== DATA LISTING ==

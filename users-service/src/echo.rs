//! `/api` message intake
//!
//! GET always acknowledges. POST acknowledges a JSON object whose `message`
//! field is a string, empty strings included.

use axum::body::Bytes;
use serde_json::Value;

use crate::{error::{Error, Result}, responses::StatusMessage};

const RECEIVED: &str = "Data successfully received";
const INVALID_MESSAGE: &str = "Invalid JSON message";

/// GET /api
pub async fn receive_get() -> StatusMessage {
    StatusMessage::success(RECEIVED)
}

/// POST /api
pub async fn receive_post(body: Bytes) -> Result<StatusMessage> {
    let value: Value = serde_json::from_slice(&body)
        .map_err(|_| Error::InvalidInput(INVALID_MESSAGE.to_string()))?;

    match value.get("message") {
        Some(Value::String(message)) => {
            tracing::debug!(length = message.len(), "Message received");
            Ok(StatusMessage::success(RECEIVED))
        }
        _ => Err(Error::InvalidInput(INVALID_MESSAGE.to_string())),
    }
}

#[cfg(test)]
mod tests {
    use super::*;

    #[tokio::test]
    async fn test_get_acknowledges() {
        let msg = receive_get().await;
        assert_eq!(msg.status, "success");
        assert_eq!(msg.message, RECEIVED);
    }

    #[tokio::test]
    async fn test_post_accepts_string_message() {
        for body in [&br#"{"message": "hello"}"#[..], br#"{"message": ""}"#] {
            let msg = receive_post(Bytes::from_static(body)).await.unwrap();
            assert_eq!(msg.message, RECEIVED);
        }
    }

    #[tokio::test]
    async fn test_post_rejects_everything_else() {
        for body in [
            &br#"{"message": 42}"#[..],
            br#"{"email": "a@b.c"}"#,
            br#"["message"]"#,
            b"null",
            b"{",
        ] {
            let err = receive_post(Bytes::from_static(body)).await.unwrap_err();
            assert_eq!(err.public_message(), INVALID_MESSAGE);
        }
    }
}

== TASK ==
Bring together all lines in the records where the word "Bytes" is found.

== RESPONSE TO THE EXERCISE ==
use axum::body::Bytes;
pub async fn receive_post(body: Bytes) -> Result<StatusMessage> {
            let msg = receive_post(Bytes::from_static(body)).await.unwrap();
            let err = receive_post(Bytes::from_static(body)).await.unwrap_err();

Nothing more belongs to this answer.